The reaction to these studies was enormously frustrating to me. Both studies are poor. And both were taken up seemingly uncritically by people whose priors they supported. People who oppose the relaxing of mask requirements pointed to the first as proving that masks work and that we should be reluctant to move away from them. People who oppose lockdowns picked up the second study as proving that lockdowns ruined lives with no benefits.
There may be merit to both of these positions. There may be evidence for both of them. But that evidence isn’t enhanced by these papers.
One question is, as a consumer, is there a way to actually identify which studies are problematic in these ways? Like, how would you know not to trust these?

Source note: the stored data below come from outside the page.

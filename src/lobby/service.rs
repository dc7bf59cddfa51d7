//! Lobby service task
//!
//! One task owns the [`LobbyController`], the 1-second tick interval and the
//! lobby statistics feed. Commands come in through a cloneable
//! [`LobbyHandle`]; display updates go out as [`LobbyEvent`]s.

use rand::rngs::StdRng;
use rand::Rng;
use std::future::Future;
use std::pin::Pin;
use std::sync::Arc;
use std::time::Duration;
use tokio::sync::{mpsc, oneshot};
use tokio::time::{interval, interval_at, Instant, Interval, MissedTickBehavior};
use tracing::{debug, info, warn};

use crate::lobby::constants::{feed, timing};
use crate::lobby::controller::{LobbyController, LobbyError, LobbyEvent, Operation, Ticker};
use crate::lobby::invite;
use crate::lobby::session::MatchmakingSession;
use crate::lobby::snapshot::{LobbySimulator, LobbySnapshot};
use crate::metrics::Metrics;
use crate::net::transport::{
    LiveFeed, TransportAdapter, TransportError, TransportEvent, TransportStatus,
};

/// Lobby service settings
#[derive(Debug, Clone)]
pub struct LobbyServiceConfig {
    /// External lobby service (`host:port`); `None` means simulate only
    pub endpoint: Option<String>,
    pub connect_timeout: Duration,
    pub live_poll_interval: Duration,
    pub simulated_poll_interval: Duration,
    pub tick_period: Duration,
}

impl Default for LobbyServiceConfig {
    fn default() -> Self {
        Self {
            endpoint: None,
            connect_timeout: feed::CONNECT_TIMEOUT,
            live_poll_interval: feed::LIVE_POLL_INTERVAL,
            simulated_poll_interval: feed::SIMULATED_POLL_INTERVAL,
            tick_period: timing::TICK_PERIOD,
        }
    }
}

/// Service errors seen by handle users
#[derive(Debug, Clone, PartialEq, Eq, thiserror::Error)]
pub enum ServiceError {
    #[error(transparent)]
    Lobby(#[from] LobbyError),
    #[error("Lobby service has stopped")]
    Closed,
}

enum Command {
    Operate(Operation, oneshot::Sender<Result<(), LobbyError>>),
    Session(oneshot::Sender<MatchmakingSession>),
    Snapshot(oneshot::Sender<Option<LobbySnapshot>>),
    CreateRoom(String, oneshot::Sender<String>),
    Invite(String, oneshot::Sender<Result<String, LobbyError>>),
    Shutdown,
}

/// Cloneable handle for driving the lobby
#[derive(Clone)]
pub struct LobbyHandle {
    commands: mpsc::Sender<Command>,
}

impl LobbyHandle {
    pub async fn start_search(&self) -> Result<(), ServiceError> {
        self.operate(Operation::StartSearch).await
    }

    pub async fn cancel(&self) -> Result<(), ServiceError> {
        self.operate(Operation::Cancel).await
    }

    pub async fn ready(&self) -> Result<(), ServiceError> {
        self.operate(Operation::Ready).await
    }

    pub async fn launch(&self) -> Result<(), ServiceError> {
        self.operate(Operation::Launch).await
    }

    /// Current session state
    pub async fn session(&self) -> Result<MatchmakingSession, ServiceError> {
        let (tx, rx) = oneshot::channel();
        self.send(Command::Session(tx)).await?;
        rx.await.map_err(|_| ServiceError::Closed)
    }

    /// Most recent lobby counters, if any arrived yet
    pub async fn snapshot(&self) -> Result<Option<LobbySnapshot>, ServiceError> {
        let (tx, rx) = oneshot::channel();
        self.send(Command::Snapshot(tx)).await?;
        rx.await.map_err(|_| ServiceError::Closed)
    }

    /// Launch URL for a fresh private room called `name`
    pub async fn create_private_room(&self, name: &str) -> Result<String, ServiceError> {
        let (tx, rx) = oneshot::channel();
        self.send(Command::CreateRoom(name.to_string(), tx)).await?;
        rx.await.map_err(|_| ServiceError::Closed)
    }

    /// Open an invite game and wait for a friend; returns the link to share
    pub async fn invite_friend(&self, origin: &str) -> Result<String, ServiceError> {
        let (tx, rx) = oneshot::channel();
        self.send(Command::Invite(origin.to_string(), tx)).await?;
        Ok(rx.await.map_err(|_| ServiceError::Closed)??)
    }

    /// Stop the service task
    pub async fn shutdown(&self) {
        let _ = self.commands.send(Command::Shutdown).await;
    }

    async fn operate(&self, operation: Operation) -> Result<(), ServiceError> {
        let (tx, rx) = oneshot::channel();
        self.send(Command::Operate(operation, tx)).await?;
        rx.await.map_err(|_| ServiceError::Closed)??;
        Ok(())
    }

    async fn send(&self, command: Command) -> Result<(), ServiceError> {
        self.commands
            .send(command)
            .await
            .map_err(|_| ServiceError::Closed)
    }
}

type ConnectFuture = Pin<Box<dyn Future<Output = Result<LiveFeed, TransportError>> + Send>>;

/// Where lobby counters currently come from
enum Feed {
    Connecting(ConnectFuture),
    Live(LiveFeed),
    Simulated(Interval),
}

enum FeedItem {
    Connected(Result<LiveFeed, TransportError>),
    Live(Option<TransportEvent>),
    Simulate,
}

impl Feed {
    fn simulated(period: Duration) -> Self {
        // First tick fires immediately so the display never starts empty
        let mut ticker = interval(period);
        ticker.set_missed_tick_behavior(MissedTickBehavior::Delay);
        Feed::Simulated(ticker)
    }

    async fn next(&mut self) -> FeedItem {
        match self {
            Feed::Connecting(connect) => FeedItem::Connected(connect.as_mut().await),
            Feed::Live(live) => FeedItem::Live(live.recv().await),
            Feed::Simulated(ticker) => {
                ticker.tick().await;
                FeedItem::Simulate
            }
        }
    }
}

/// The task that owns the lobby
pub struct LobbyService<R: Rng = StdRng> {
    config: LobbyServiceConfig,
    controller: LobbyController<R>,
    commands: mpsc::Receiver<Command>,
    events: mpsc::UnboundedSender<LobbyEvent>,
    metrics: Arc<Metrics>,
    latest: Option<LobbySnapshot>,
}

impl<R: Rng + Send + 'static> LobbyService<R> {
    /// Spawn the service; returns its handle and the presentation event stream
    pub fn spawn(
        config: LobbyServiceConfig,
        simulator: LobbySimulator<R>,
        metrics: Arc<Metrics>,
    ) -> (LobbyHandle, mpsc::UnboundedReceiver<LobbyEvent>) {
        let (command_tx, commands) = mpsc::channel(32);
        let (events, event_rx) = mpsc::unbounded_channel();

        let service = Self {
            config,
            controller: LobbyController::new(simulator),
            commands,
            events,
            metrics,
            latest: None,
        };
        tokio::spawn(service.run());

        (LobbyHandle { commands: command_tx }, event_rx)
    }

    async fn run(mut self) {
        let mut feed = self.open_feed();
        let mut tick_timer: Option<(u64, Interval)> = None;

        info!("Lobby service started");

        loop {
            self.sync_tick_timer(&mut tick_timer);

            tokio::select! {
                command = self.commands.recv() => match command {
                    Some(Command::Shutdown) | None => break,
                    Some(command) => self.handle_command(command),
                },
                _ = next_tick(&mut tick_timer) => {
                    let events = self.controller.tick();
                    self.emit_all(events);
                }
                item = feed.next() => {
                    if let Some(next) = self.handle_feed(item) {
                        feed = next;
                    }
                }
            }
        }

        if let Feed::Live(live) = feed {
            let status = live.disconnect().await;
            self.set_transport(status);
        }
        info!("Lobby service stopped");
    }

    fn open_feed(&mut self) -> Feed {
        match self.config.endpoint.clone() {
            Some(endpoint) => {
                info!("Connecting to lobby service at {}", endpoint);
                let adapter =
                    TransportAdapter::new(self.config.connect_timeout, self.config.live_poll_interval);
                Feed::Connecting(Box::pin(async move { adapter.connect(&endpoint).await }))
            }
            None => {
                info!("No lobby service configured, using simulation");
                self.set_transport(TransportStatus::Unavailable);
                Feed::simulated(self.config.simulated_poll_interval)
            }
        }
    }

    /// Returns the replacement feed when the source changes
    fn handle_feed(&mut self, item: FeedItem) -> Option<Feed> {
        match item {
            FeedItem::Connected(Ok(live)) => {
                self.set_transport(TransportStatus::Connected);
                Some(Feed::Live(live))
            }
            FeedItem::Connected(Err(e)) => {
                info!("Lobby service not available ({}), using simulation", e);
                self.set_transport(TransportStatus::Unavailable);
                Some(Feed::simulated(self.config.simulated_poll_interval))
            }
            FeedItem::Live(Some(TransportEvent::Snapshot(snapshot))) => {
                self.publish_snapshot(snapshot);
                None
            }
            FeedItem::Live(Some(TransportEvent::Disconnected)) | FeedItem::Live(None) => {
                warn!("Lost lobby service, falling back to simulation");
                self.set_transport(TransportStatus::Disconnected);
                Some(Feed::simulated(self.config.simulated_poll_interval))
            }
            FeedItem::Simulate => {
                let snapshot = self.controller.simulator_mut().snapshot();
                self.publish_snapshot(snapshot);
                None
            }
        }
    }

    fn handle_command(&mut self, command: Command) {
        match command {
            Command::Operate(operation, reply) => {
                let _ = reply.send(self.apply(operation));
            }
            Command::Session(reply) => {
                let _ = reply.send(self.controller.session().clone());
            }
            Command::Snapshot(reply) => {
                let _ = reply.send(self.latest);
            }
            Command::CreateRoom(name, reply) => {
                let code = invite::room_code(self.controller.simulator_mut());
                let url = invite::private_room_url(&code, &name);
                info!("Private room {} created", code);
                let _ = reply.send(url);
            }
            Command::Invite(origin, reply) => {
                let result = self
                    .apply(Operation::InviteFriend)
                    .map(|()| invite::invite_url(&origin, self.controller.invite_game_id()));
                let _ = reply.send(result);
            }
            Command::Shutdown => {}
        }
    }

    fn apply(&mut self, operation: Operation) -> Result<(), LobbyError> {
        let result = match operation {
            Operation::StartSearch => self.controller.start_search(),
            Operation::InviteFriend => self.controller.invite_friend(),
            Operation::Cancel => self.controller.cancel(),
            Operation::Ready => self.controller.ready(),
            Operation::Launch => self.controller.launch(),
        };

        match result {
            Ok(events) => {
                self.emit_all(events);
                Ok(())
            }
            Err(e) => {
                warn!("Rejected lobby operation: {}", e);
                Err(e)
            }
        }
    }

    /// Keep the tick interval in step with the controller's ticker
    fn sync_tick_timer(&self, timer: &mut Option<(u64, Interval)>) {
        match self.controller.ticker() {
            Ticker::Stopped => *timer = None,
            Ticker::Running { generation } => {
                if timer.as_ref().map(|(g, _)| *g) != Some(generation) {
                    let period = self.config.tick_period;
                    let mut ticker = interval_at(Instant::now() + period, period);
                    ticker.set_missed_tick_behavior(MissedTickBehavior::Delay);
                    *timer = Some((generation, ticker));
                }
            }
        }
    }

    fn publish_snapshot(&mut self, snapshot: LobbySnapshot) {
        debug!(
            "Lobby: {} online, {} waiting, {} matches ({:?})",
            snapshot.online_count, snapshot.waiting_count, snapshot.active_matches, snapshot.source
        );
        self.latest = Some(snapshot);
        self.emit(LobbyEvent::Snapshot(snapshot));
    }

    fn set_transport(&mut self, status: TransportStatus) {
        self.metrics.set_transport(status);
        self.emit(LobbyEvent::Transport(status));
    }

    fn emit_all(&mut self, events: Vec<LobbyEvent>) {
        for event in events {
            self.emit(event);
        }
    }

    fn emit(&mut self, event: LobbyEvent) {
        self.metrics.record_lobby_event(&event);
        // Nobody listening is fine; the lobby keeps running headless
        let _ = self.events.send(event);
    }
}

async fn next_tick(timer: &mut Option<(u64, Interval)>) {
    match timer {
        Some((_, ticker)) => {
            ticker.tick().await;
        }
        None => std::future::pending::<()>().await,
    }
}
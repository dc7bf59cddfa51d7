//! Lobby system for the simulated matchmaking flow
//!
//! Handles the matchmaking session, its timers, lobby statistics and
//! invite links.

pub mod constants;
pub mod controller;
pub mod invite;
pub mod service;
pub mod session;
pub mod snapshot;
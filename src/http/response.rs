use std::io;

/// A complete HTTP/1.1 response
#[derive(Debug, Clone, PartialEq, Eq)]
pub struct Response {
    pub status: u16,
    pub content_type: &'static str,
    pub body: Vec<u8>,
    /// Add `Cache-Control: no-cache`
    pub no_cache: bool,
}

impl Response {
    /// Successful file response; never cached so edits show up immediately
    pub fn file(content_type: &'static str, body: Vec<u8>) -> Self {
        Self {
            status: 200,
            content_type,
            body,
            no_cache: true,
        }
    }

    pub fn text(status: u16, content_type: &'static str, body: impl Into<Vec<u8>>) -> Self {
        Self {
            status,
            content_type,
            body: body.into(),
            no_cache: false,
        }
    }

    /// 404 page naming the requested URL
    pub fn not_found(url: &str) -> Self {
        let body = format!(
            r#"<html>
    <head><title>404 - Not Found</title></head>
    <body style="font-family: Arial, sans-serif; text-align: center; margin: 50px;">
        <h1>404 - File Not Found</h1>
        <p>The requested file "{}" was not found.</p>
        <p><a href="/">&larr; Back to Yeti Games</a></p>
    </body>
</html>
"#,
            escape_html(url)
        );
        Self::text(404, "text/html", body)
    }

    pub fn server_error(error: &io::Error) -> Self {
        Self::text(500, "text/plain", format!("Server Error: {:?}", error.kind()))
    }

    pub fn bad_request() -> Self {
        Self::text(400, "text/plain", "Bad Request")
    }

    pub fn method_not_allowed() -> Self {
        Self::text(405, "text/plain", "Method Not Allowed")
    }

    pub fn reason(&self) -> &'static str {
        match self.status {
            200 => "OK",
            400 => "Bad Request",
            404 => "Not Found",
            405 => "Method Not Allowed",
            500 => "Internal Server Error",
            _ => "Unknown",
        }
    }

    /// Serialize head and (unless `head_only`) body
    pub fn to_bytes(&self, head_only: bool) -> Vec<u8> {
        let mut head = format!(
            "HTTP/1.1 {} {}\r\nContent-Type: {}\r\nContent-Length: {}\r\n",
            self.status,
            self.reason(),
            self.content_type,
            self.body.len()
        );
        if self.status == 405 {
            head.push_str("Allow: GET, HEAD\r\n");
        }
        if self.no_cache {
            head.push_str("Cache-Control: no-cache\r\n");
        }
        head.push_str("Connection: close\r\n\r\n");

        let mut out = head.into_bytes();
        if !head_only {
            out.extend_from_slice(&self.body);
        }
        out
    }
}

fn escape_html(input: &str) -> String {
    let mut out = String::with_capacity(input.len());
    for c in input.chars() {
        match c {
            '&' => out.push_str("&amp;"),
            '<' => out.push_str("&lt;"),
            '>' => out.push_str("&gt;"),
            '"' => out.push_str("&quot;"),
            '\'' => out.push_str("&#39;"),
            _ => out.push(c),
        }
    }
    out
}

This can be hard to do when reading on your own, in part because some of the reasons to distrust them are kind of statistically complicated.
The simplest way I have found to try to impose discipline on your judgment is to consume some media or commentary outside of your echo chamber. This will make you mad! But hear me out. In the example of the mask study, reading the outcry from the political right identified a lot of the issues with the study, even if the tone was sometimes a bit much. A similar thing could be said for the outcry from the political left on the other.
For a while, I was trying to listen to a conservative podcast during half of my long runs and a liberal one on the other half, just for balance. But even if you do not want to do this regularly (indeed, I eventually had to save my sanity and switch to podcasts about sports), you can still take advantage of it in the moment. If you’re wondering whether to believe a study, start with what the skeptics say.
In these cases, though, there are zombies on all sides. Get out your water gun.